Exercise prompt >>
In the entries below, find each line with the string "name" and copy it.

Material shown >>
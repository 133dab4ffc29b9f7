pub mod structure;
pub mod system;
#[cfg(test)]
mod tests {
    use super::*;
    use crate::core::component::test_support::{database, registry};
    use crate::core::component::ComponentCategory;
    use crate::core::energy_flow::FlowCategory;
    use crate::core::supply_system::structure::ComponentSelection;
    use approx::assert_relative_eq;
    use pretty_assertions::assert_eq;
    use rstest::*;

    fn annual_demand(carrier: &str, profile: Vec<f64>) -> EnergyFlow {
        EnergyFlow::new(
            FlowCategory::Primary,
            FlowCategory::Consumer,
            carrier,
            profile,
        )
        .unwrap()
    }

    fn built_structure(selection: ComponentSelection, demand: &EnergyFlow) -> SupplySystemStructure {
        let mut structure = SupplySystemStructure::new(
            "B1001",
            demand.isolate_peak(),
            Default::default(),
            selection,
        );
        structure.build(&database(), &registry()).unwrap();
        structure
    }

    #[rstest]
    fn test_dispatch_follows_activation_order() {
        // 300 kW peak split over HP1 and BO1 at 150 kW each; the heat pump
        // ranks first so it saturates before the boiler contributes
        let demand = annual_demand("T60W", vec![100., 300., 200.]);
        let structure = built_structure(
            ComponentSelection::Explicit {
                primary: vec!["BO1".to_string(), "HP1".to_string()],
                secondary: vec![],
                tertiary: vec![],
            },
            &demand,
        );
        let mut system = SupplySystem::new(structure, demand);
        system.evaluate(&database(), &registry()).unwrap();

        // HP1 serves [100, 150, 150] at COP 3; BO1 serves [0, 150, 50] at 0.9
        let electricity: f64 = 400. / 3.;
        assert_relative_eq!(
            system.annual_cost()["E230AC"],
            electricity * 0.20,
            max_relative = 1e-9
        );
        assert_relative_eq!(
            system.annual_cost()["NG"],
            200. / 0.9 * 0.06,
            max_relative = 1e-9
        );
        // boiler flue losses are the only rejected heat
        assert_relative_eq!(
            system.heat_rejection()["NG"].iter().sum::<f64>(),
            200. / 0.9 - 200.,
            max_relative = 1e-9
        );
    }

    #[rstest]
    fn test_cooling_system_rejects_heat_through_towers() {
        let demand = annual_demand("T10W", vec![400., 100.]);
        let structure = built_structure(
            ComponentSelection::CategoryFallback {
                cooling: vec![ComponentCategory::VaporCompressionChillers],
                heating: vec![],
                heat_rejection: vec![ComponentCategory::CoolingTowers],
            },
            &demand,
        );
        let mut system = SupplySystem::new(structure, demand);
        system.evaluate(&database(), &registry()).unwrap();

        // condenser duty = cooling + electricity; towers add 2% parasitics
        let duty = 500. + 125.;
        assert_relative_eq!(
            system.heat_rejection()[REJECTION_CARRIER].iter().sum::<f64>(),
            duty * 1.02,
            max_relative = 1e-9
        );
        // chiller drive energy plus tower parasitics are both purchased
        assert_relative_eq!(
            system.annual_cost()["E230AC"],
            (125. + duty * 0.02) * 0.20,
            max_relative = 1e-9
        );
    }

    #[rstest]
    fn test_evaluation_is_idempotent() {
        let demand = annual_demand("T60W", vec![100., 300., 200.]);
        let structure = built_structure(
            ComponentSelection::Explicit {
                primary: vec!["BO1".to_string()],
                secondary: vec![],
                tertiary: vec![],
            },
            &demand,
        );
        let mut system = SupplySystem::new(structure, demand);
        system.evaluate(&database(), &registry()).unwrap();
        let first_costs = system.annual_cost().clone();
        let first_rejection = system.heat_rejection().clone();
        system.evaluate(&database(), &registry()).unwrap();
        assert_eq!(system.annual_cost(), &first_costs);
        assert_eq!(system.heat_rejection(), &first_rejection);
    }

    #[rstest]
    fn test_installed_but_never_activated_raises_rich_error() {
        // a cooling tower as the only primary component is installed but has
        // no activation priority, so the demand is structurally unmeetable
        let demand = annual_demand("T10W", vec![50.]);
        let structure = built_structure(
            ComponentSelection::Explicit {
                primary: vec!["CT1".to_string()],
                secondary: vec![],
                tertiary: vec![],
            },
            &demand,
        );
        let mut system = SupplySystem::new(structure, demand);
        let error = system.evaluate(&database(), &registry()).unwrap_err();
        let error = error
            .downcast_ref::<CapacityInsufficiencyError>()
            .expect("expected a capacity insufficiency error");
        assert_eq!(error.target, "B1001");
        assert_eq!(error.installed.len(), 1);
        assert_eq!(error.installed[0].code, "CT1");
        let message = error.to_string();
        assert!(message.contains("CT1"));
        assert!(message.contains("(empty)"));
        assert!(message.contains("component categories"));
    }

    #[rstest]
    fn test_undersized_system_reports_unmet_peak() {
        // BO5 maxes out at 500 kW but gets installed at the requested 200 kW
        // equivalent; force insufficiency by inflating demand afterwards
        let sizing_demand = annual_demand("T60W", vec![200.]);
        let structure = built_structure(
            ComponentSelection::Explicit {
                primary: vec!["BO5".to_string()],
                secondary: vec![],
                tertiary: vec![],
            },
            &sizing_demand,
        );
        let real_demand = annual_demand("T60W", vec![200., 450.]);
        let mut system = SupplySystem::new(structure, real_demand);
        let error = system.evaluate(&database(), &registry()).unwrap_err();
        let error = error
            .downcast_ref::<CapacityInsufficiencyError>()
            .expect("expected a capacity insufficiency error");
        assert_relative_eq!(error.unmet_peak_kw, 250.);
    }
}
impl PackageBuild {
    fn new(ctx: Arc<BuildContext>, package: Package) -> Self {
        Self {
            ctx,
            package,
            resolved: HashSet::new(),
        }
    }

    async fn run(mut self) -> Result<PackageReport, BuildError> {
        let mut state = BuildState::Planning;
        loop {
            let transition = match state {
                BuildState::Planning => self.plan().await,
                BuildState::Building(plan) => self.build(plan).await,
            };
            match transition {
                Transition::Continue(next) => state = next,
                Transition::NeedsResolution(resolution) => {
                    if !self.resolved.insert(resolution.clone()) {
                        return Err(BuildError::fatal(format!(
                            "{} did not fix the build of {}",
                            resolution,
                            self.package.name()
                        )));
                    }
                    log::info!("{}: {}", self.package.name(), resolution);
                    self.resolve(resolution).await?;
                    state = BuildState::Planning;
                }
                Transition::Done(report) => return Ok(report),
                Transition::Failed(error) => return Err(error),
            }
        }
    }

    async fn plan(&self) -> Transition {
        let package = match self.package.strict() {
            Ok(package) => package,
            Err(e) => return Transition::Failed(e.into()),
        };

        let needed = umd_dependencies(&package);
        let (globals, missing) = self
            .ctx
            .resolver
            .lookup_all(&package.directory, &needed)
            .await;
        if !missing.is_empty() {
            return Transition::NeedsResolution(Resolution::ResolveGlobals(missing));
        }

        let entry_dirs = package.entrypoints.iter().map(|e| e.directory.as_path());
        for dir in std::iter::once(package.directory.as_path()).chain(entry_dirs) {
            if let Err(e) = clear_dist(dir).await {
                return Transition::Failed(e);
            }
        }

        let targets = generate_targets(&package, &globals);
        log::debug!("{}: planned {} target(s)", package.name, targets.len());
        Transition::Continue(BuildState::Building(BuildPlan { package, targets }))
    }

    async fn build(&self, plan: BuildPlan) -> Transition {
        let mut outcome = match self.run_targets(&plan).await {
            Ok(outcome) => outcome,
            Err(e) => return Transition::Failed(e),
        };
        if let Some(resolution) = outcome.resolution.take() {
            return Transition::NeedsResolution(resolution);
        }
        match self.finish(plan, outcome).await {
            Ok(report) => Transition::Done(report),
            Err(e) => Transition::Failed(e),
        }
    }

    /// Run every target, writing chunks as targets complete
    ///
    /// Stops early with a resolution when the dev output shows the package
    /// needs a browser build it does not have.
    async fn run_targets(&self, plan: &BuildPlan) -> Result<TargetsOutcome, BuildError> {
        let watch_browser_globals = plan
            .package
            .primary()
            .is_some_and(|e| e.browser.is_none());

        let mut tasks = JoinSet::new();
        for target in &plan.targets {
            let bundler = self.ctx.bundler.clone();
            let request = BundleRequest {
                package_name: plan.package.name.clone(),
                package_dir: plan.package.directory.clone(),
                target: target.clone(),
            };
            tasks.spawn(async move {
                let output = bundler.bundle(&request).await;
                (request.target, output)
            });
        }

        let mut outcome = TargetsOutcome::default();
        while let Some(joined) = tasks.join_next().await {
            let (target, output) = match joined {
                Ok((target, Ok(output))) => (target, output),
                Ok((_, Err(e))) => {
                    tasks.abort_all();
                    return Err(e.into());
                }
                Err(e) => {
                    tasks.abort_all();
                    return Err(BuildError::fatal(format!("bundler task failed: {}", e)));
                }
            };

            if watch_browser_globals
                && target.kind == TargetKind::Dev
                && uses_browser_globals(&output)
            {
                tasks.abort_all();
                outcome.resolution = Some(Resolution::AddBrowserField);
                return Ok(outcome);
            }

            outcome.files.extend(write_chunks(&target, &output).await?);
            if target.kind == TargetKind::Prod {
                if let Some(first) = output.outputs.first() {
                    outcome.prod_chunks = first.chunks.clone();
                }
            }
            outcome.targets.push(target.kind);
        }
        Ok(outcome)
    }

    async fn finish(
        &self,
        plan: BuildPlan,
        mut outcome: TargetsOutcome,
    ) -> Result<PackageReport, BuildError> {
        let package = &plan.package;

        if package.has_typescript() {
            let entries: Vec<PathBuf> = package
                .entrypoints
                .iter()
                .map(|e| e.source.clone())
                .collect();
            let files = self
                .ctx
                .declarations
                .emit(&package.directory, &entries, &outcome.prod_chunks)
                .await?;
            for file in files {
                write_file(&file.path, &file.contents).await?;
                outcome.files.push(file.path);
            }
        }

        for file in companion_files(package).await? {
            write_file(&file.path, &file.contents).await?;
            outcome.files.push(file.path);
        }

        outcome.targets.sort();
        outcome.files.sort();
        self.ctx.reporter.detail(
            &format!("built {} target(s)", outcome.targets.len()),
            Some(&package.name),
        );
        Ok(PackageReport {
            name: package.name.clone(),
            targets: outcome.targets,
            files: outcome.files,
        })
    }

    async fn resolve(&mut self, resolution: Resolution) -> Result<(), BuildError> {
        match resolution {
            Resolution::AddBrowserField => {
                let name = self.package.name().to_string();
                if !self.ctx.prompts.add_browser_field.ask(&name).await? {
                    return Err(BuildError::DeniedWriteField {
                        field: Field::Browser,
                    });
                }
                for entrypoint in self.package.entrypoints_mut() {
                    entrypoint.set_expected(Field::Browser);
                }
                self.package.save().await?;
            }
            Resolution::ResolveGlobals(dependencies) => {
                self.ctx.resolver.resolve_all(&dependencies).await?;
            }
        }
        Ok(())
    }
}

Result for this exercise >>
                            self.package.name()
                    log::info!("{}: {}", self.package.name(), resolution);
        log::debug!("{}: planned {} target(s)", package.name, targets.len());
                package_name: plan.package.name.clone(),
            Some(&package.name),
            name: package.name.clone(),
                let name = self.package.name().to_string();
                if !self.ctx.prompts.add_browser_field.ask(&name).await? {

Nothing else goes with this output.